Preferably, the hindered amine stabilizer is 0.0001 to 0.005 parts by weight, and for example, may be 0.0001 parts, 0.0005 parts, 0.001 parts, 0.0015 parts, 0.002 parts, 0.0025 parts, 0.003 parts, 0.0035 parts, 0.004 parts, 0.0045 parts, or 0.005 parts, etc.

In the invention, the combination of the copper salt stabilizer and the hindered amine stabilizer is selected as the stabilizer, the weight parts of the copper salt stabilizer and the hindered amine stabilizer are controlled within a specific range, and the polyamide 66 resin prepared through the synergistic interaction between the copper salt stabilizer and the hindered amine stabilizer has better high temperature resistance. If only a copper salt stabilizer or a hindered amine stabilizer is used, the prepared polyamide 66 resin has poor high temperature resistance.

As a preferred embodiment of the present invention, the lubricant is selected from any one or a combination of at least two of oleamide, erucamide, stearyl erucamide, aluminum stearate, aluminum distearate, zinc stearate, and magnesium stearate.

In a preferred embodiment of the present invention, the polyamide 66 resin further includes 0.0001 to 0.005 part of a fluidity improver, for example, 0.0001 part, 0.0002 part, 0.0003 part, 0.0005 part, 0.001 part, 0.0015 part, 0.002 part, 0.0025 part, 0.003 part, 0.0035 part, 0.004 part, 0.0045 part, 0.005 part, or the like.

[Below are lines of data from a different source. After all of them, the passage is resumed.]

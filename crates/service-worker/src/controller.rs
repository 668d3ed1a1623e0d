use std::{
    cell::Cell,
    fmt::{self, Display},
};

use futures::{future::try_join_all, try_join, FutureExt};
use shared::{ClientMessage, ControlMessage, SkipRule, VersionReply, WorkerConfig};
use tracing::{debug, error, info, warn};

use crate::{
    errors::WorkerError,
    scope::{Destination, ResponseKind, ScopeError, ScopeRequest, ScopeResponse, WorkerScope},
};

/// Lifecycle phase of a worker version
#[derive(Debug, Clone, Copy, PartialEq, Eq)]
pub enum WorkerState {
    Installing,
    /// Precached and waiting to activate
    Installed,
    Activating,
    Activated,
    /// Install failed, the browser keeps the previous version
    Redundant,
}

/// Why a request goes straight to the network
#[derive(Debug, Clone, PartialEq, Eq)]
pub enum Bypass<'a> {
    Method(String),
    Rule(&'a SkipRule),
}

impl Display for Bypass<'_> {
    fn fmt(&self, f: &mut fmt::Formatter<'_>) -> fmt::Result {
        match self {
            Bypass::Method(method) => write!(f, "method {method}"),
            Bypass::Rule(rule) => write!(f, "skip rule {rule}"),
        }
    }
}

#[derive(Debug, Clone, PartialEq, Eq)]
pub enum Route<'a> {
    Network(Bypass<'a>),
    CacheFirst,
}

/// Only complete same-origin or CORS responses are worth keeping
pub fn is_cacheable<R: ScopeResponse>(response: &R) -> bool {
    response.status() == 200 && matches!(response.kind(), ResponseKind::Basic | ResponseKind::Cors)
}

/// Handles the install, activate, fetch and message events of one worker
/// version.
///
/// Owns the version's immutable [WorkerConfig]; the two cache names in it
/// are the only partitions that survive activation.
pub struct CacheController<S> {
    config: WorkerConfig,
    scope: S,
    state: Cell<Option<WorkerState>>,
}

impl<S: WorkerScope> CacheController<S> {
    pub fn new(config: WorkerConfig, scope: S) -> Result<Self, WorkerError> {
        config.validate()?;
        Ok(Self {
            config,
            scope,
            state: Cell::new(None),
        })
    }

    pub fn config(&self) -> &WorkerConfig {
        &self.config
    }

    pub fn scope(&self) -> &S {
        &self.scope
    }

    /// The last lifecycle phase this instance drove. `None` when it has only
    /// seen fetch or message events, e.g. after the browser restarted an
    /// already active worker.
    pub fn state(&self) -> Option<WorkerState> {
        self.state.get()
    }

    /// Precaches the manifest into the static partition, then skips waiting.
    ///
    /// All or nothing: one failed resource fails the install, which the
    /// browser treats as this version never having been installed. A refused
    /// skip waiting only leaves the version waiting, so it is logged.
    pub async fn install(&self) -> Result<(), WorkerError> {
        self.state.set(Some(WorkerState::Installing));
        info!(version = self.config.version(), "installing");

        if let Err(e) = self.precache().await {
            error!("install failed: {e}");
            self.state.set(Some(WorkerState::Redundant));
            return Err(e);
        }
        self.state.set(Some(WorkerState::Installed));

        if let Err(e) = self.scope.skip_waiting().await {
            warn!("{}", WorkerError::SkipWaiting(e));
        }
        Ok(())
    }

    async fn precache(&self) -> Result<(), WorkerError> {
        let cache = &self.config.caches.static_cache;
        debug!(%cache, count = self.config.precache.len(), "caching core files");

        self.scope
            .cache_add_all(cache, &self.config.precache)
            .await
            .map_err(|source| WorkerError::Precache {
                cache: cache.clone(),
                source,
            })?;
        info!(%cache, "core files cached");
        Ok(())
    }

    /// Deletes stale partitions and claims the open clients, then tells every
    /// client to go. Returns the names of the deleted partitions.
    ///
    /// `GO` is only sent once both the cleanup and the claim have finished.
    pub async fn activate(&self) -> Result<Vec<String>, WorkerError> {
        self.state.set(Some(WorkerState::Activating));
        info!(version = self.config.version(), "activating");

        let claim = async { self.scope.claim_clients().await.map_err(WorkerError::Claim) };
        let (deleted, ()) = try_join!(self.remove_stale_caches(), claim).map_err(|e| {
            error!("activation failed: {e}");
            e
        })?;

        self.state.set(Some(WorkerState::Activated));
        info!(deleted = deleted.len(), "activation complete, sending GO");
        self.notify_clients(&ClientMessage::Go).await;

        Ok(deleted)
    }

    async fn remove_stale_caches(&self) -> Result<Vec<String>, WorkerError> {
        let names = self.scope.cache_names().await.map_err(WorkerError::Cleanup)?;
        let stale: Vec<String> = names
            .into_iter()
            .filter(|name| !self.config.caches.is_live(name))
            .collect();

        try_join_all(stale.iter().map(|name| async move {
            info!(cache = %name, "deleting old cache");
            self.scope.cache_delete(name).await
        }))
        .await
        .map_err(WorkerError::Cleanup)?;

        Ok(stale)
    }

    async fn notify_clients(&self, message: &ClientMessage) {
        match self.scope.post_to_clients(message).await {
            Ok(count) => debug!(clients = count, "sent {message:?}"),
            Err(e) => error!("sending {message:?} failed: {e}"),
        }
    }

    /// Decides how a request is served without touching the caches
    pub fn route(&self, request: &S::Request) -> Route<'_> {
        let method = request.method();
        if method != "GET" {
            return Route::Network(Bypass::Method(method));
        }

        match self.config.skip.first_match(&request.url()) {
            Some(rule) => Route::Network(Bypass::Rule(rule)),
            None => Route::CacheFirst,
        }
    }

    /// Serves an intercepted request: cache first, network on a miss.
    ///
    /// Valid network responses are copied into the dynamic partition in the
    /// background; the response is returned without waiting for the write. A failed navigation falls back to the precached offline page;
    /// any other failure is returned to the page.
    pub async fn fetch(&self, request: S::Request) -> Result<S::Response, WorkerError> {
        let url = request.url();

        if let Route::Network(reason) = self.route(&request) {
            debug!(%url, "network only ({reason})");
            return self
                .scope
                .fetch(&request)
                .await
                .map_err(|source| WorkerError::Fetch { url, source });
        }

        let cached = self
            .scope
            .cache_match(&request)
            .await
            .map_err(|source| WorkerError::Lookup {
                url: url.clone(),
                source,
            })?;
        if let Some(response) = cached {
            debug!(%url, "serving from cache");
            return Ok(response);
        }

        debug!(%url, "fetching from network");
        match self.scope.fetch(&request).await {
            Ok(response) => {
                if is_cacheable(&response) {
                    self.store_dynamic(&request, &response);
                }
                Ok(response)
            }
            Err(source) => {
                error!(%url, "network fetch failed: {source}");
                self.offline_fallback(&request, url, source).await
            }
        }
    }

    // Detached and best effort: the put reads the whole copied body, and a
    // failed write never affects the response.
    fn store_dynamic(&self, request: &S::Request, response: &S::Response) {
        let url = request.url();
        let copy = match response.try_clone() {
            Ok(copy) => copy,
            Err(e) => {
                error!("error caching resource {url}: {e}");
                return;
            }
        };

        let scope = self.scope.clone();
        let cache = self.config.caches.dynamic_cache.clone();
        let request = request.clone();
        self.scope.spawn_local(
            async move {
                match scope.cache_put(&cache, &request, copy).await {
                    Ok(()) => debug!(%cache, %url, "cached new resource"),
                    Err(e) => error!("error caching resource {url}: {e}"),
                }
            }
            .boxed_local(),
        );
    }

    async fn offline_fallback(
        &self,
        request: &S::Request,
        url: String,
        source: ScopeError,
    ) -> Result<S::Response, WorkerError> {
        if request.destination() != Destination::Document {
            return Err(WorkerError::Fetch { url, source });
        }

        let offline_page = &self.config.offline_page;
        match self.scope.cache_match_url(offline_page).await {
            Ok(Some(page)) => {
                info!(%url, "serving offline page {offline_page}");
                return Ok(page);
            }
            Ok(None) => warn!("offline page {offline_page} isn't cached"),
            Err(e) => error!("offline page lookup failed: {e}"),
        }

        Err(WorkerError::OfflinePageMissing {
            url,
            offline_page: offline_page.clone(),
            source,
        })
    }

    /// Handles a control message from a page, returning the reply to post
    /// back if the message expects one
    pub async fn message(
        &self,
        message: ControlMessage,
    ) -> Result<Option<VersionReply>, WorkerError> {
        debug!("message received: {message:?}");
        match message {
            ControlMessage::SkipWaiting => {
                self.scope.skip_waiting().await.map_err(WorkerError::SkipWaiting)?;
                Ok(None)
            }
            ControlMessage::GetVersion => Ok(Some(VersionReply {
                version: self.config.version().to_string(),
            })),
        }
    }
}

Preferably, the fluidity improver is selected from any one or a combination of at least two of ethylene bisstearamide, hyperbranched polyamide polyester HyPer HPN202, montan wax or rice bran wax.

As a preferred technical scheme of the invention, the preparation method of the polyamide 66 comprises the following steps:

the first catalyst and the second catalyst are mixed with water to obtain a mixed solution, and then the mixed solution is mixed with a polyamide 66 salt to perform a polymerization reaction to obtain polyamide 66.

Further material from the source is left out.